Jay Evans
Replacement Queens, A True Cinderella Story
Honey bee colonies and beekeepers alike can’t afford to take queen rearing lightly. During supercedure events, swarm preparation, or emergency queen replacement, nurse bees must reach a quick consensus on which female larvae will receive royal care. Two recent articles from leading bee scientists offer contrasting views for how that choice is made. Ramesh Sagili and colleagues suggest that nurse bees make an economic choice, by tending to invest in well-fed young larvae as their future queens. Presumably, young female larvae that are large for their age will develop into more robust queens. Sagili and colleagues starved clusters of first-instar female larvae for four hours by blocking out nurse bees with a mesh screen. They then placed combs containing these clusters, alongside clusters of larvae that had been fed normally, into colonies that were ready to raise a replacement queen. Food-deprived larvae, while still viable, were far less likely to be picked as replacement queens. Interestingly, the discrimination against skinnier larvae was not observed when starved and normal larvae were placed into queen cups, suggesting that the stimulus of these cups outweighed any cues nurses might use to pick the most queen-worthy larvae. As further evidence that nurse bees can smell starvation, or that starving larvae tend to beg more for food (or both), larvae that had been deprived of food were fed more often and for longer periods. Thus, nurse bees did their best to get these larvae caught up in terms of worker development, despite tending to pass them over as future queens. Their work is described in “Honey bees consider larval nutritional status rather than genetic relatedness when selecting larvae for emergency queen rearing”, Scientific Reports 8:7679, https://www.nature.com/articles/s41598-018-25976-7, 2018.

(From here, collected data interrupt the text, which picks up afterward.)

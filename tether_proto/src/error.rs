//! Codec errors

use thiserror::Error;

#[derive(Debug, Clone, PartialEq, Eq, Error)]
pub enum ProtoError {
    #[error("Malformed packet: expected {expected} bytes, got {actual}")]
    MalformedPacket { expected: usize, actual: usize },

    #[error("Unknown packet type {0}")]
    UnknownPacketType(u32),

    #[error("Packet type {actual:?} cannot be decoded as {expected}")]
    WrongPacketKind {
        expected: &'static str,
        actual: crate::PacketType,
    },
}
//! Register-context trampoline

use tether_types::RegisterContext;

/// Runs native code with a full register context
///
/// On entry the fifteen general-purpose registers and the flags register are
/// loaded from `context`. On return the values the code left behind are
/// written back into `context`, and the caller's own registers are restored.
/// `context.token` is never touched.
pub trait Trampoline {
    /// Calls `entry` with `context` loaded into the CPU
    ///
    /// # Safety
    ///
    /// `entry` must point to executable code that returns with `RET`, keeps
    /// the stack balanced and does not outlive the call. The flags in
    /// `context.rflags` must already be sanitized.
    unsafe fn enter(&mut self, entry: *const u8, context: &mut RegisterContext);
}
//! Non-blocking TCP transport
//!
//! Each packet travels as a little-endian `u32` length followed by the packet
//! bytes. A zero length or a length above [`MAX_FRAME_LEN`] closes the
//! connection.
//!
//! Frames that arrive ahead of a close are delivered before the
//! `Disconnected` event, and the socket stays writable until that event is
//! handed out, so a client that half-closes after its last request still
//! receives the response.

use super::{Transport, TransportError, TransportEvent};
use std::collections::{BTreeMap, VecDeque};
use std::io::{self, Read, Write};
use std::net::{Shutdown, SocketAddr, TcpListener, TcpStream};
use std::time::{Duration, Instant};
use tether_types::ConnectionId;

pub const MAX_FRAME_LEN: usize = 4096;

const FRAME_HEADER_LEN: usize = 4;
const ACCEPT_BACKOFF: Duration = Duration::from_millis(100);

#[derive(Debug)]
struct Connection {
    stream: TcpStream,
    peer: SocketAddr,
    inbox: Vec<u8>,
    last_activity: Instant,
    /// Peer stopped sending; a `Disconnected` event is queued
    read_closed: bool,
}

#[derive(Debug, PartialEq, Eq)]
enum ReadOutcome {
    Open,
    Closed,
}

#[derive(Debug)]
pub struct TcpTransport {
    listener: TcpListener,
    connections: BTreeMap<ConnectionId, Connection>,
    events: VecDeque<TransportEvent>,
    next_id: u64,
    max_clients: usize,
    idle_timeout: Duration,
    accept_paused_until: Option<Instant>,
}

This and other experiments suggest that physical cues and/or chance are the main forces driving which larvae are chosen for the queen route, but this need not be the case. Much thought and work have gone into testing whether there might be a birthright for royalty. This could come in two ways. First, since queen bees mate prolifically, most females in the nest are only half-sisters. If a nurse bee had the power to choose a full sister as the next queen, this nepotistic act would benefit her greatly (especially since the dads of full or ‘super’-sisters are haploid and hence give an exact version of themselves to all of their daughters, a tale for another day). As appealing as nepotism seems, it is not a frequent occurrence in bee colonies, arguably because a nepotistic trait would lead to poor queen regulation over time, if not outright battle. There is another way for a genetic bias to present itself. Perhaps there are blue-blooded lineages of honey bees whose members inevitably aim for a royal seat. This, too, can lead to an unstable state, where successful royalty begets more royalty until the ratio of queen-destined larvae gets out of whack, at its extreme leading to dozens of feuding royals and not a lot of stinging or foraging. Still, when this trait is rare there is an opportunity for such royalty genes to hang around.

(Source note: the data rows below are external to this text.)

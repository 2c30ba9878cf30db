//! Process logging

use tracing_subscriber::EnvFilter;

/// Installs the global subscriber
///
/// Honors `RUST_LOG`; falls back to `info`.
pub fn init_tracing() {
    let filter = EnvFilter::try_from_default_env().unwrap_or_else(|_| EnvFilter::new("info"));
    tracing_subscriber::fmt()
        .with_env_filter(filter)
        .with_target(false)
        .compact()
        .init();
}
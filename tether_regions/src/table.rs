//! Region table

use crate::descriptor::parse_descriptor;
use crate::error::{InvokeError, RegistryError};
use sha2::{Digest, Sha256};
use std::fmt;
use std::fs;
use std::path::Path;
use tether_hal::{ExecutableMemory, ExecutableRegion, WritableRegion};
use tether_types::RET_OPCODE;

/// One loaded code fragment
pub struct TetherRegion {
    token: u32,
    payload_len: usize,
    digest: String,
    block: Box<dyn ExecutableRegion>,
}

impl TetherRegion {
    /// Token recorded in the descriptor
    pub fn token(&self) -> u32 {
        self.token
    }

    /// Payload length, without the trailing `RET`
    pub fn payload_len(&self) -> usize {
        self.payload_len
    }

    /// SHA-256 of the payload, hex encoded
    pub fn digest(&self) -> &str {
        &self.digest
    }

    pub fn entry(&self) -> *const u8 {
        self.block.entry()
    }

    pub fn block_len(&self) -> usize {
        self.block.len()
    }
}

impl fmt::Debug for TetherRegion {
    fn fmt(&self, f: &mut fmt::Formatter<'_>) -> fmt::Result {
        f.debug_struct("TetherRegion")
            .field("token", &self.token)
            .field("payload_len", &self.payload_len)
            .field("digest", &self.digest)
            .field("entry", &self.block.entry())
            .finish()
    }
}

/// Every region, in descriptor order
///
/// Built once before serving and read-only afterwards. Dropping the table
/// releases every executable block.
#[derive(Debug, Default)]
pub struct RegionTable {
    regions: Vec<TetherRegion>,
}

impl RegionTable {
    /// Loads every region of `descriptor` into executable memory
    ///
    /// Any failure aborts the whole load; blocks already prepared are
    /// released.
    pub fn load<M: ExecutableMemory>(
        descriptor: &[u8],
        memory: &mut M,
    ) -> Result<Self, RegistryError> {
        let records = parse_descriptor(descriptor)?;
        let mut regions = Vec::with_capacity(records.len());

        for (index, record) in records.iter().enumerate() {
            let payload_len = record.payload.len();
            let memory_error = |source| RegistryError::Memory { index, source };

            let mut block = memory
                .allocate_writable(payload_len + 1)
                .map_err(memory_error)?;
            let bytes = block.as_mut_slice();
            bytes[..payload_len].copy_from_slice(record.payload);
            bytes[payload_len] = RET_OPCODE;
            let block = memory.make_executable(block).map_err(memory_error)?;

            let digest = hash_payload(record.payload);
            tracing::info!(
                index,
                token = record.token,
                len = payload_len,
                sha256 = %digest,
                "Loaded tether region"
            );
            if record.token as usize != index {
                tracing::warn!(
                    index,
                    token = record.token,
                    "Descriptor token differs from its position; clients select regions by position"
                );
            }

            regions.push(TetherRegion {
                token: record.token,
                payload_len,
                digest,
                block: Box::new(block),
            });
        }

        Ok(Self { regions })
    }

    /// Reads a descriptor file and loads it
    pub fn from_file<M: ExecutableMemory>(
        path: &Path,
        memory: &mut M,
    ) -> Result<Self, RegistryError> {
        let bytes = fs::read(path).map_err(|source| RegistryError::Io {
            path: path.to_path_buf(),
            source,
        })?;
        Self::load(&bytes, memory)
    }

    /// Resolves a client token, a zero-based position in descriptor order
    pub fn lookup(&self, token: u64) -> Result<&TetherRegion, InvokeError> {
        usize::try_from(token)
            .ok()
            .and_then(|index| self.regions.get(index))
            .ok_or(InvokeError::InvalidToken {
                token,
                regions: self.regions.len(),
            })
    }

    pub fn len(&self) -> usize {
        self.regions.len()
    }

    pub fn is_empty(&self) -> bool {
        self.regions.is_empty()
    }

    pub fn iter(&self) -> impl Iterator<Item = &TetherRegion> {
        self.regions.iter()
    }
}

fn hash_payload(payload: &[u8]) -> String {
    let mut hasher = Sha256::new();
    hasher.update(payload);
    hex::encode(hasher.finalize())
}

James Withrow and David Tarpy present strong evidence for ‘royalty’ lineages in honey bees. Using a form of DNA fingerprinting, they show a tendency for some lineages to be over-represented as queens (“Cryptic ‘royal’ subfamilies in honey bee (Apis mellifera) colonies” PLoSONE 13(7):e0199124, https://doi.org/10.1371/journal.pone.0199124, 2018). Chosen royals are extremely rare, and in fact the authors propose that queen bees are even more promiscuous than currently thought, and some of the most rare lineages (patrilines) show this royal bias. So how does this trait arise and why don’t royal lineages predominate? Mechanistically, royal-leaning larvae must attract special attention from nurse bees, perhaps like the starved larvae above, but without going through starvation. Since nepotism is not involved, these ‘feed-me-well’ cues must be perceived by average nurse bees. The authors argue that the other forms of queen replacement, namely supercedure and pre-swarming, slow the rise of royal lines. Here, queen-destined larvae are laid in preformed queen cells and it seems implausible that a queen aspirant could determine her own birth order in such a way as to land in a queen cell.

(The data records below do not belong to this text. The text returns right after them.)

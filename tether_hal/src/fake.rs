//! In-memory test doubles
//!
//! Nothing here executes code. [`FakeExecutableMemory`] records the
//! permission transitions it is asked for, [`FakeTrampoline`] applies a
//! closure to the context instead of jumping to the entry point.

use crate::flags::FlagSource;
use crate::memory::{ExecutableMemory, ExecutableRegion, MemoryError, WritableRegion};
use crate::trampoline::Trampoline;
use std::io;
use tether_types::{RegisterContext, Rflags};

/// One permission transition observed by [`FakeExecutableMemory`]
#[derive(Debug, Clone, PartialEq, Eq)]
pub enum MemoryEvent {
    /// Block `index` allocated writable with `len` bytes
    Allocate { index: usize, len: usize },
    /// Block `index` locked; `contents` is what had been written by then
    MakeExecutable { index: usize, contents: Vec<u8> },
}

#[derive(Debug)]
pub struct FakeWritable {
    index: usize,
    bytes: Vec<u8>,
}

impl WritableRegion for FakeWritable {
    fn as_mut_slice(&mut self) -> &mut [u8] {
        &mut self.bytes
    }
}

/// A locked fake block; its entry is the address of a heap buffer
#[derive(Debug)]
pub struct FakeBlock {
    bytes: Box<[u8]>,
}

impl FakeBlock {
    pub fn bytes(&self) -> &[u8] {
        &self.bytes
    }
}

impl ExecutableRegion for FakeBlock {
    fn entry(&self) -> *const u8 {
        self.bytes.as_ptr()
    }

    fn len(&self) -> usize {
        self.bytes.len()
    }
}

/// Fake executable-memory allocator
///
/// Allocation and locking can be made to fail at a chosen block index.
#[derive(Debug, Default)]
pub struct FakeExecutableMemory {
    events: Vec<MemoryEvent>,
    allocated: usize,
    fail_allocation_at: Option<usize>,
    fail_protect_at: Option<usize>,
}

impl FakeExecutableMemory {
    pub fn new() -> Self {
        Self::default()
    }

    /// Makes the allocation of block `index` fail
    pub fn fail_allocation_at(mut self, index: usize) -> Self {
        self.fail_allocation_at = Some(index);
        self
    }

    /// Makes locking block `index` fail
    pub fn fail_protect_at(mut self, index: usize) -> Self {
        self.fail_protect_at = Some(index);
        self
    }

    /// Every transition, in the order requested
    pub fn events(&self) -> &[MemoryEvent] {
        &self.events
    }
}

impl ExecutableMemory for FakeExecutableMemory {
    type Writable = FakeWritable;
    type Executable = FakeBlock;

    fn allocate_writable(&mut self, len: usize) -> Result<FakeWritable, MemoryError> {
        if len == 0 {
            return Err(MemoryError::ZeroLength);
        }

        let index = self.allocated;
        if self.fail_allocation_at == Some(index) {
            return Err(MemoryError::AllocationFailed {
                len,
                source: io::Error::new(io::ErrorKind::OutOfMemory, "injected allocation failure"),
            });
        }

        self.allocated += 1;
        self.events.push(MemoryEvent::Allocate { index, len });
        Ok(FakeWritable {
            index,
            bytes: vec![0; len],
        })
    }

    fn make_executable(&mut self, block: FakeWritable) -> Result<FakeBlock, MemoryError> {
        if self.fail_protect_at == Some(block.index) {
            return Err(MemoryError::ProtectFailed {
                len: block.bytes.len(),
                source: io::Error::new(io::ErrorKind::PermissionDenied, "injected protect failure"),
            });
        }

        self.events.push(MemoryEvent::MakeExecutable {
            index: block.index,
            contents: block.bytes.clone(),
        });
        Ok(FakeBlock {
            bytes: block.bytes.into_boxed_slice(),
        })
    }
}

/// Flag source that always reports the same value
#[derive(Debug, Clone, Copy, PartialEq, Eq)]
pub struct FixedFlags(pub Rflags);

impl FixedFlags {
    pub const fn new(bits: u64) -> Self {
        Self(Rflags::from_bits(bits))
    }
}

impl FlagSource for FixedFlags {
    fn read_flags(&self) -> Rflags {
        self.0
    }
}

type Behavior = Box<dyn FnMut(&mut RegisterContext)>;

/// Trampoline that runs a closure instead of native code
///
/// Records each entry address it is asked to call, and the context exactly as
/// it would have been loaded into the CPU.
pub struct FakeTrampoline {
    behavior: Behavior,
    entries: Vec<*const u8>,
    loaded: Vec<RegisterContext>,
}

impl FakeTrampoline {
    pub fn new(behavior: impl FnMut(&mut RegisterContext) + 'static) -> Self {
        Self {
            behavior: Box::new(behavior),
            entries: Vec::new(),
            loaded: Vec::new(),
        }
    }

    /// A region that changes nothing
    pub fn identity() -> Self {
        Self::new(|_| {})
    }

    pub fn entries(&self) -> &[*const u8] {
        &self.entries
    }

    /// Contexts as they were handed to the region
    pub fn loaded(&self) -> &[RegisterContext] {
        &self.loaded
    }
}

impl Trampoline for FakeTrampoline {
    unsafe fn enter(&mut self, entry: *const u8, context: &mut RegisterContext) {
        self.entries.push(entry);
        self.loaded.push(*context);

        let token = context.token;
        (self.behavior)(context);
        context.token = token;
    }
}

A true fairy tale skips over the gritty details, but if you are interested in which changes occur inside chosen queens when they start on a royal path, numerous scientists have tackled this. One way involves measuring how larvae turn on specific genes that lead to the proteins best suited for royalty or a life of work. Xu-Jiang He and colleagues have provided a complete view of these caste-biased genes in their recent paper, “A comparison of honeybee (Apis mellifera) queen, worker and drone larvae by RNA‐Seq” in Insect Science, https://onlinelibrary.wiley.com/doi/full/10.1111/1744-7917.12557, 2017). This topic is fascinating to me personally and in fact is the very question that brought me into bees 20+ years ago. Diana Wheeler, Gloria deGrandi-Hoffmann and I recount the ways specific genes can lead to queens or workers in “Honey bee queen production: Tight genes or too much food?” American Bee Journal, 140(2), 136-137, 2000). The next time you induce a queen event in your colonies, or watch as one unfolds, remember the many forces inside new queens and their nestmates that can affect the outcome.
Jay Evans is the Research Leader for the USDA Honey Bee Lab in Beltsville, MD.